One in nine Guatemalans belongs to the K'iche subgroup of the Mayan people. The word K'iche means “many trees.” There are about 14,636,487 K'iche people spread across Central and South America. The Guatemalan population is found mainly in the central highlands in El Quiche (622,163), Totonicapan (453,237), Quetzaltenango (205,228), and Sololá (151,992). There is also a K'iche population in the United States and Canada.
2. Kiche History
In the almost three millenniums from 2,500 BC to 800 AD, the Mayan peoples developed into a powerful nation. The Mayan Empire encompassed the Yucatan Peninsula and at its height of power included Guatemala, Central Mexico, El Salvador, Honduras, Costa Rica, and Belize. However, in 800 AD, their empire started to decline. The Spaniards reached Guatemala at about the same time and defeated the Kiche people with the help of the Kacqchiquel. an adjoining rival kingdom. Unfortunately, they were also conquered after they rebelled against the Spanish conquistadors. Although Veracruz Maya people were converted to Christianity without bloodshed. Modern times brought more sufferings to the Kiche and other Maya indigenous peoples in Guatemala. The years 1944 to 1951 were years of leftist rule while from 1954 onwards, Guatemala was ruled by American-backed regimes. Civil unrest started in 1960 to 1996 as a result of these regimes.
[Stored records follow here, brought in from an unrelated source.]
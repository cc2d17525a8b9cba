use crate::api::{
    DevToArticle, GithubSearchResponse, HackerNewsItem, RedditListing, RedditPostData,
    StackExchangeTagsResponse,
};
use crate::report::{FetchSummary, SourceReport};
use reqwest::Client;
use serde::de::DeserializeOwned;
use std::time::{Duration, Instant};
use tracing::{debug, info, warn};
use trendcast_core::{AppConfig, CoreError, ErrorExt, RawIdea, TrendSource, TrendSourceError};

const GITHUB_API_BASE: &str = "https://api.github.com";
const HACKERNEWS_API_BASE: &str = "https://hacker-news.firebaseio.com";
const DEVTO_API_BASE: &str = "https://dev.to";
const REDDIT_API_BASE: &str = "https://www.reddit.com";
const STACKEXCHANGE_API_BASE: &str = "https://api.stackexchange.com";

/// Records kept per source after normalisation.
pub const MAX_IDEAS_PER_SOURCE: usize = 8;
const HACKERNEWS_ID_WINDOW: usize = 20;

const GITHUB_QUERY: &str =
    "language:python OR language:javascript OR language:rust OR language:go sort:stars";
const DEVTO_TAGS: &str = "coding,javascript,python,webdev,productivity,tutorial";

/// Anything that can produce the pool of raw ideas for one generation pass.
pub trait TrendFeed {
    async fn fetch_all(&self) -> Vec<RawIdea>;
}

impl<T: TrendFeed> TrendFeed for &T {
    async fn fetch_all(&self) -> Vec<RawIdea> {
        (**self).fetch_all().await
    }
}

#[derive(Debug, Clone)]
pub struct FetcherConfig {
    pub github_base: String,
    pub hackernews_base: String,
    pub devto_base: String,
    pub reddit_base: String,
    pub stackexchange_base: String,
    pub user_agent: String,
    pub request_timeout: Duration,
    pub item_timeout: Duration,
}

impl Default for FetcherConfig {
    fn default() -> Self {
        Self {
            github_base: GITHUB_API_BASE.to_string(),
            hackernews_base: HACKERNEWS_API_BASE.to_string(),
            devto_base: DEVTO_API_BASE.to_string(),
            reddit_base: REDDIT_API_BASE.to_string(),
            stackexchange_base: STACKEXCHANGE_API_BASE.to_string(),
            user_agent: trendcast_core::DEFAULT_USER_AGENT.to_string(),
            request_timeout: Duration::from_secs(10),
            item_timeout: Duration::from_secs(5),
        }
    }
}

impl FetcherConfig {
    pub fn from_app_config(config: &AppConfig) -> Self {
        Self {
            user_agent: config.user_agent.clone(),
            request_timeout: Duration::from_secs(config.request_timeout_secs),
            item_timeout: Duration::from_secs(config.item_timeout_secs),
            ..Self::default()
        }
    }

    /// Points every source at the same host, e.g. a local mock server.
    pub fn with_base_url(mut self, base: &str) -> Self {
        let base = base.trim_end_matches('/').to_string();
        self.github_base = base.clone();
        self.hackernews_base = base.clone();
        self.devto_base = base.clone();
        self.reddit_base = base.clone();
        self.stackexchange_base = base;
        self
    }
}

/// Sequential client over the five public trend sources. A failing source
/// contributes nothing; the pass itself never fails.
#[derive(Debug)]
pub struct TrendFetcher {
    http_client: Client,
    config: FetcherConfig,
}

impl TrendFetcher {
    pub fn new(config: FetcherConfig) -> Result<Self, CoreError> {
        let http_client = Client::builder().user_agent(&config.user_agent).build()?;
        Ok(Self {
            http_client,
            config,
        })
    }

    pub fn config(&self) -> &FetcherConfig {
        &self.config
    }

    pub async fn fetch_all_with_report(&self) -> (Vec<RawIdea>, Vec<SourceReport>) {
        let mut ideas = Vec::new();
        let mut reports = Vec::with_capacity(TrendSource::ALL.len());

        for source in TrendSource::ALL {
            let start_time = Instant::now();
            let (count, error_code) = match self.fetch_source(source).await {
                Ok(batch) => {
                    debug!("{} returned {} ideas", source, batch.len());
                    let count = batch.len();
                    ideas.extend(batch);
                    (count, None)
                }
                Err(e) => {
                    e.log_warn();
                    (0, Some(e.error_code().to_string()))
                }
            };
            reports.push(SourceReport {
                source,
                ideas: count,
                elapsed: start_time.elapsed(),
                error_code,
            });
        }

        let summary = FetchSummary::from_reports(&reports);
        info!(
            "Found {} trending topics from {} sources ({} failed)",
            summary.total_ideas, summary.sources_responding, summary.sources_failed
        );
        (ideas, reports)
    }

    pub async fn fetch_source(&self, source: TrendSource) -> Result<Vec<RawIdea>, TrendSourceError> {
        match source {
            TrendSource::CodeHost => self.fetch_github_trends().await,
            TrendSource::LinkAggregator => self.fetch_hackernews_trends().await,
            TrendSource::ArticlePlatform => self.fetch_devto_trends().await,
            TrendSource::DiscussionForum => self.fetch_reddit_trends().await,
            TrendSource::QaPlatform => self.fetch_stackoverflow_trends().await,
        }
    }

    async fn get_json<T: DeserializeOwned>(
        &self,
        origin: TrendSource,
        url: &str,
        query: &[(&str, &str)],
        timeout: Duration,
    ) -> Result<T, TrendSourceError> {
        debug!("Requesting {} from {}", url, origin);
        let response = self
            .http_client
            .get(url)
            .query(query)
            .timeout(timeout)
            .send()
            .await
            .map_err(|e| {
                if e.is_timeout() {
                    TrendSourceError::RequestTimeout { origin }
                } else {
                    TrendSourceError::RequestFailed {
                        origin,
                        reason: e.to_string(),
                    }
                }
            })?;

        let status = response.status();
        if !status.is_success() {
            return Err(TrendSourceError::Unavailable {
                origin,
                status_code: status.as_u16(),
            });
        }

        response.json::<T>().await.map_err(|e| {
            if e.is_timeout() {
                TrendSourceError::RequestTimeout { origin }
            } else {
                TrendSourceError::InvalidResponse {
                    origin,
                    details: e.to_string(),
                }
            }
        })
    }

    async fn fetch_github_trends(&self) -> Result<Vec<RawIdea>, TrendSourceError> {
        let url = format!("{}/search/repositories", self.config.github_base);
        let response: GithubSearchResponse = self
            .get_json(
                TrendSource::CodeHost,
                &url,
                &[
                    ("q", GITHUB_QUERY),
                    ("sort", "stars"),
                    ("order", "desc"),
                    ("per_page", "15"),
                ],
                self.config.request_timeout,
            )
            .await?;

        Ok(response
            .items
            .into_iter()
            .take(MAX_IDEAS_PER_SOURCE)
            .map(RawIdea::from)
            .collect())
    }

    async fn fetch_hackernews_trends(&self) -> Result<Vec<RawIdea>, TrendSourceError> {
        let origin = TrendSource::LinkAggregator;
        let url = format!("{}/v0/topstories.json", self.config.hackernews_base);
        let story_ids: Vec<u64> = self
            .get_json(origin, &url, &[], self.config.request_timeout)
            .await?;

        let mut ideas = Vec::new();
        for story_id in story_ids
            .into_iter()
            .take(HACKERNEWS_ID_WINDOW)
            .take(MAX_IDEAS_PER_SOURCE)
        {
            let item_url = format!("{}/v0/item/{}.json", self.config.hackernews_base, story_id);
            match self
                .get_json::<HackerNewsItem>(origin, &item_url, &[], self.config.item_timeout)
                .await
            {
                Ok(item) => ideas.extend(item.into_idea()),
                Err(e) => debug!("Skipping HackerNews item {}: {}", story_id, e),
            }
        }
        Ok(ideas)
    }

    async fn fetch_devto_trends(&self) -> Result<Vec<RawIdea>, TrendSourceError> {
        let url = format!("{}/api/articles", self.config.devto_base);
        let articles: Vec<DevToArticle> = self
            .get_json(
                TrendSource::ArticlePlatform,
                &url,
                &[("per_page", "15"), ("tag", DEVTO_TAGS)],
                self.config.request_timeout,
            )
            .await?;

        Ok(articles
            .into_iter()
            .take(MAX_IDEAS_PER_SOURCE)
            .map(RawIdea::from)
            .collect())
    }

    async fn fetch_reddit_trends(&self) -> Result<Vec<RawIdea>, TrendSourceError> {
        let url = format!("{}/r/programming/top.json", self.config.reddit_base);
        let listing: RedditListing<RedditPostData> = self
            .get_json(
                TrendSource::DiscussionForum,
                &url,
                &[("t", "week"), ("limit", "10")],
                self.config.request_timeout,
            )
            .await?;

        // The window is taken before filtering, so fewer than eight may remain.
        Ok(listing
            .data
            .children
            .into_iter()
            .take(MAX_IDEAS_PER_SOURCE)
            .map(|child| child.data)
            .filter(RedditPostData::is_linkable)
            .map(RawIdea::from)
            .collect())
    }

    async fn fetch_stackoverflow_trends(&self) -> Result<Vec<RawIdea>, TrendSourceError> {
        let url = format!("{}/2.3/tags", self.config.stackexchange_base);
        let response: StackExchangeTagsResponse = self
            .get_json(
                TrendSource::QaPlatform,
                &url,
                &[
                    ("site", "stackoverflow"),
                    ("sort", "popular"),
                    ("order", "desc"),
                    ("pagesize", "10"),
                ],
                self.config.request_timeout,
            )
            .await?;

        Ok(response
            .items
            .into_iter()
            .take(MAX_IDEAS_PER_SOURCE)
            .filter(|tag| tag.is_popular())
            .map(RawIdea::from)
            .collect())
    }
}

impl TrendFeed for TrendFetcher {
    async fn fetch_all(&self) -> Vec<RawIdea> {
        let (ideas, _reports) = self.fetch_all_with_report().await;
        ideas
    }
}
1. Arts, Culture, and Cuisine
The K'iche people were and are still a religious people who allowed their native animism religion and Christianity to meld into their lives. These mixture of folklore, animism beliefs, and Christian beliefs resulted in a strange way of worship that remains today. The K'iche also believe in traditional medicine. The K'iche, as a Mayan people, have similar but distinct cuisine form each other. There are sweets made out of fruits, nuts, and seeds sweetened with honey. Some familiar food names like enchilada and quesadilla are totally different from their Mexican version. Maize (corn) is their main staple dish, alongside another cereal called amaranth. Daily life was punctuated with xylophone marimba musical instruments. The daily wear of the K'iche is made out of colorful yarn weavings that are each identified with a village, making it easy to tell where the wearer hails from.